CN208687548U discloses a kind of street lamp type antenna.

It is an object of the invention to provide an outdoor luminaire suitable for communication in which at least one of the disadvantages of the known outdoor luminaires suitable for communication, is counteracted. Thereto an outdoor luminaire according to the appended claims is provided.

In a first aspect of the invention the outdoor luminaire comprises:

Typically the outdoor luminaire is a streetlight luminaire. A dominant architecture of the outdoor luminaire is a pole with a ‘lantern’ based design in which a LED light engine is arranged in a top of said lantern above a, typically a four-sided inverse cone/pyramid shaped exit window, and providing light in a downward direction to illuminate the road and/or pavement around said pole. Other convenient shapes of the exit window are round, elliptical and hexagonal. Said light engine comprises a LED light source, typically a LED array, with optics, typically a lens array, to redirect at least part of the LED light emitted by said LED light source. A heatsink, typically with fins at its back, is cooling said LED light source. Because the radio frequency transceiver, also referred to in the description as radio unit, also provides a significant amount of heat it also comprises a heatsink. The expression “radio frequency transceiver” can equally be substituted by the expressions “wireless module”, or “radio module” or “combination of transmitter and receiver”. Said radio unit is covered by a canopy/cover, typically shaped as an inverse cone or pyramid.
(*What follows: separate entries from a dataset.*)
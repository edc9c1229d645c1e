//! 🎬 *[a channel fills with sealed batches. somewhere, a sink waits.]*
//! *[sometimes the sink says no. the worker does not take it personally.]*
//!
//! 🚚 The DeliveryWorker takes sealed batches off the channel and makes sure
//! each one ends up somewhere durable: the sink if it will have it, the backup
//! store if it won't. It retries the sink within the time budget, then gives
//! up on the sink and retries the backup store until it works. Only an abort
//! makes it stop trying.
//!
//! 🦆 (the duck has no comment at this time)

use std::sync::Arc;
use std::time::Duration;

use anyhow::{Result, anyhow};
use async_channel::Receiver;
use tokio::task::JoinHandle;
use tokio::time::Instant;
use tokio_util::sync::CancellationToken;
use tracing::{debug, error, info, warn};

use super::backup_object::BackupObject;
use super::buffer::BatchBuffer;
use super::ledger::AttemptLedger;
use super::retry::{Backoff, RetryDecision, RetryPolicy};
use super::stats::PipelineStats;
use super::{BatchState, PipelineError};
use crate::backends::{BackupBackend, BackupStore, Sink, SinkBackend};
use crate::common::{BatchId, SealedBatch};
use crate::compression::CompressionFormat;
use crate::workers::Worker;

/// 🎛️ Everything a delivery worker needs to know that isn't a connection.
#[derive(Debug, Clone)]
pub(crate) struct DeliverySettings {
    pub(crate) retry: RetryPolicy,
    pub(crate) request_timeout: Duration,
    pub(crate) backup_prefix: String,
    pub(crate) compression: CompressionFormat,
    pub(crate) backup_initial_backoff: Duration,
    pub(crate) backup_max_backoff: Duration,
}

/// 🚦 Tokens a delivery worker listens to.
#[derive(Debug, Clone)]
pub(crate) struct DeliverySignals {
    /// 🛑 Pipeline is draining: stop sleeping between sink retries, back up instead.
    pub(crate) draining: CancellationToken,
    /// 🧨 Operator gave up: stop retrying backup puts, fail loudly.
    pub(crate) abort: CancellationToken,
}

#[derive(Debug)]
pub(crate) struct DeliveryWorker {
    id: usize,
    rx: Receiver<SealedBatch>,
    sink: SinkBackend,
    backup: BackupBackend,
    buffer: Arc<BatchBuffer>,
    settings: DeliverySettings,
    signals: DeliverySignals,
    stats: Arc<PipelineStats>,
    ledger: AttemptLedger,
}

enum SinkOutcome {
    Delivered,
    GiveUp,
}

impl DeliveryWorker {
    #[allow(clippy::too_many_arguments)]
    pub(crate) fn new(
        id: usize,
        rx: Receiver<SealedBatch>,
        sink: SinkBackend,
        backup: BackupBackend,
        buffer: Arc<BatchBuffer>,
        settings: DeliverySettings,
        signals: DeliverySignals,
        stats: Arc<PipelineStats>,
    ) -> Self {
        Self {
            id,
            rx,
            sink,
            backup,
            buffer,
            settings,
            signals,
            stats,
            ledger: AttemptLedger::new(),
        }
    }

    fn advance(&self, batch_id: BatchId, state: &mut BatchState, next: BatchState) -> Result<(), PipelineError> {
        if !state.can_become(next) {
            return Err(PipelineError::Invariant(format!(
                "batch {batch_id} tried to go from {state:?} to {next:?}"
            )));
        }
        debug!(worker = self.id, batch_id = %batch_id, from = ?*state, to = ?next, "🔀 batch state");
        *state = next;
        Ok(())
    }

    /// 🚚 One sealed batch, start to terminal state.
    async fn deliver(&mut self, batch: &SealedBatch) -> Result<(), PipelineError> {
        let mut state = BatchState::Sealed;
        match self.write_with_retry(batch, &mut state).await? {
            SinkOutcome::Delivered => {
                self.stats.delivered(batch.len());
                if let Some(attempt) = self.ledger.finish(batch.id()) {
                    debug!(
                        worker = self.id,
                        batch_id = %batch.id(),
                        records = batch.len(),
                        attempt = attempt.attempts,
                        "✅ batch delivered"
                    );
                }
                Ok(())
            }
            SinkOutcome::GiveUp => self.back_up(batch, &mut state).await,
        }
    }

    async fn write_with_retry(&mut self, batch: &SealedBatch, state: &mut BatchState) -> Result<SinkOutcome, PipelineError> {
        let batch_id = batch.id();
        loop {
            let attempt = self.ledger.begin_attempt(batch_id, Instant::now());
            self.advance(batch_id, state, BatchState::Delivering)?;

            let written = match tokio::time::timeout(self.settings.request_timeout, self.sink.write_batch(batch)).await {
                Ok(written) => written,
                Err(_) => Err(anyhow!("⌛ sink write timed out after {:?}", self.settings.request_timeout)),
            };
            let error = match written {
                Ok(()) => {
                    self.advance(batch_id, state, BatchState::Delivered)?;
                    return Ok(SinkOutcome::Delivered);
                }
                Err(e) => format!("{e:#}"),
            };

            self.stats.sink_failed();
            self.advance(batch_id, state, BatchState::Retrying)?;
            self.ledger.record_failure(batch_id, error.clone());
            let elapsed = self.ledger.elapsed(batch_id, Instant::now());

            match self.settings.retry.decide(attempt, elapsed) {
                RetryDecision::RetryAfter(delay) => {
                    warn!(
                        worker = self.id,
                        batch_id = %batch_id,
                        attempt,
                        elapsed_ms = elapsed.as_millis() as u64,
                        delay_ms = delay.as_millis() as u64,
                        error = %error,
                        "🔁 sink refused the batch, retrying after a nap"
                    );
                    tokio::select! {
                        _ = tokio::time::sleep(delay) => {}
                        _ = self.signals.draining.cancelled() => {
                            warn!(worker = self.id, batch_id = %batch_id, "🛑 draining: skipping the remaining retries, backing up now");
                            return Ok(SinkOutcome::GiveUp);
                        }
                    }
                }
                RetryDecision::Exhausted => {
                    warn!(
                        worker = self.id,
                        batch_id = %batch_id,
                        attempt,
                        elapsed_ms = elapsed.as_millis() as u64,
                        budget_ms = self.settings.retry.budget().as_millis() as u64,
                        error = %error,
                        "⏳ retry budget spent, routing batch to backup"
                    );
                    return Ok(SinkOutcome::GiveUp);
                }
            }
        }
    }

    /// 🧯 Put the whole batch in the backup store. Retries until it lands or the operator aborts.
    async fn back_up(&mut self, batch: &SealedBatch, state: &mut BatchState) -> Result<(), PipelineError> {
        let batch_id = batch.id();
        let object = match BackupObject::from_batch(batch, &self.settings.backup_prefix, self.settings.compression) {
            Ok(object) => object,
            Err(e) => {
                error!(batch_id = %batch_id, error = %format!("{e:#}"), "💀 compression failed, backing up uncompressed");
                BackupObject::from_batch(batch, &self.settings.backup_prefix, CompressionFormat::Uncompressed)
                    .map_err(|e| PipelineError::Invariant(format!("uncompressed backup of {batch_id} failed: {e:#}")))?
            }
        };

        let abort = self.signals.abort.clone();
        let mut backoff = Backoff::new(self.settings.backup_initial_backoff, self.settings.backup_max_backoff);
        let mut put_attempts = 0u32;
        loop {
            put_attempts += 1;
            let put = tokio::select! {
                biased;
                _ = abort.cancelled() => Err(anyhow!("🧨 aborted while writing the backup object")),
                put = tokio::time::timeout(self.settings.request_timeout, self.backup.put(object.key(), object.body())) => {
                    put.unwrap_or_else(|_| Err(anyhow!("⌛ backup put timed out after {:?}", self.settings.request_timeout)))
                }
            };
            let reason = match put {
                Ok(()) => {
                    self.advance(batch_id, state, BatchState::BackedUp)?;
                    self.stats.backed_up(batch.len());
                    let last_error = self.ledger.finish(batch_id).and_then(|attempt| attempt.last_error);
                    info!(
                        worker = self.id,
                        batch_id = %batch_id,
                        records = batch.len(),
                        key = object.key(),
                        bytes = object.body().len(),
                        last_sink_error = last_error.as_deref().unwrap_or("none"),
                        "🧯 batch backed up"
                    );
                    return Ok(());
                }
                Err(e) => format!("{e:#}"),
            };

            self.stats.backup_failed();
            let delay = backoff.next_delay();
            error!(
                worker = self.id,
                batch_id = %batch_id,
                key = object.key(),
                attempt = put_attempts,
                delay_ms = delay.as_millis() as u64,
                error = %reason,
                "🔥 backup store refused the batch. Retrying until it works or someone aborts"
            );
            tokio::select! {
                biased;
                _ = abort.cancelled() => {
                    return Err(PipelineError::BackupStore {
                        batch_id,
                        records: batch.len(),
                        reason,
                    });
                }
                _ = tokio::time::sleep(delay) => {}
            }
        }
    }
}

impl Worker for DeliveryWorker {
    fn start(mut self) -> JoinHandle<Result<()>> {
        tokio::spawn(async move {
            debug!(worker = self.id, "📥 DeliveryWorker started draining channel...");
            while let Ok(batch) = self.rx.recv().await {
                // -- 🧾 only a batch that reached the sink or the backup store gives its records back
                if let Err(e) = self.deliver(&batch).await {
                    // -- 💀 closing the sink still matters; the error matters more
                    if let Err(close_err) = self.sink.close().await {
                        warn!(worker = self.id, error = %format!("{close_err:#}"), "⚠️ sink close failed after a fatal error");
                    }
                    return Err(e.into());
                }
                self.buffer.release(&batch);
            }
            debug!(worker = self.id, "🏁 DeliveryWorker: channel closed and drained. Shutting down.");
            self.sink.close().await?;
            Ok(())
        })
    }
}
Preferably the center of the radio frequency transceiver is mounted in a range of 0.3*H-0.7*H in the canopy recess, preferably in the center of the recess, wherein H is the height of the canopy recess in the direction of gravity. In embodiments, H may be at least 20 cm.

In order to improve thermal management, the radio unit is lifted and spaced by an open, air spacing having a spacing height S from (heat fins of) said light engine, preferably S is at least 1 cm to have enough space for a good air flow and cooling, preferably is at least 2 cm more preferably is at least 3 cm. Yet, said spacing preferably is at the most 10 cm, more preferably is at the most 8 cm, most preferably is at the most 6 cm, to render the luminaire not become too spacious. For this spacing, typically a legged radio unit support can be used. Said support comprises a support base and support legs typically are arranged at an angle α to said support base and the radio unit at its lifted position, typically, if α is different from 90°, said angle α is in a range of 10°<=α<=80°, yet α could also be 90°. Said support is mounted to said (inner surface) of said lantern and typically comprises four legs with the support base above the light engine. In this way, an open structure is obtained such that the cooling of the LED engine is warranted. In other words, openings between said legs are created for enhancing air flow in said luminaire in order to further improve the thermal heat dissipation characteristics of the outdoor luminaire. Alternatively, the number of support legs could be, for example, two, three or six and could be related to, for example be the same as, the number of antennas.

For a further improved mechanical integrity said support may comprise an inner skeleton, for example a ring shaped part (e.g. folded or welded metal part or parts), which is connected to the luminaire frame. The openings between the legs are typically in a range from 20% to 80% of the total area of the virtual wall of the inner frame made up by the legs for and enhanced cooling via convective air flow and yet to provide mechanical stability. Through holes may be created in said legs to increase the open area and enhance the amount of free convective air flow. If the openings make up less than 20% of the total area of the virtual wall of the inner frame the free convective air flow may become too low for the desired amount of cooling. Yet if the openings make up more than 80% of the total area of the virtual wall of the inner frame, the mechanical integrity of said support unit may become lower than as desired.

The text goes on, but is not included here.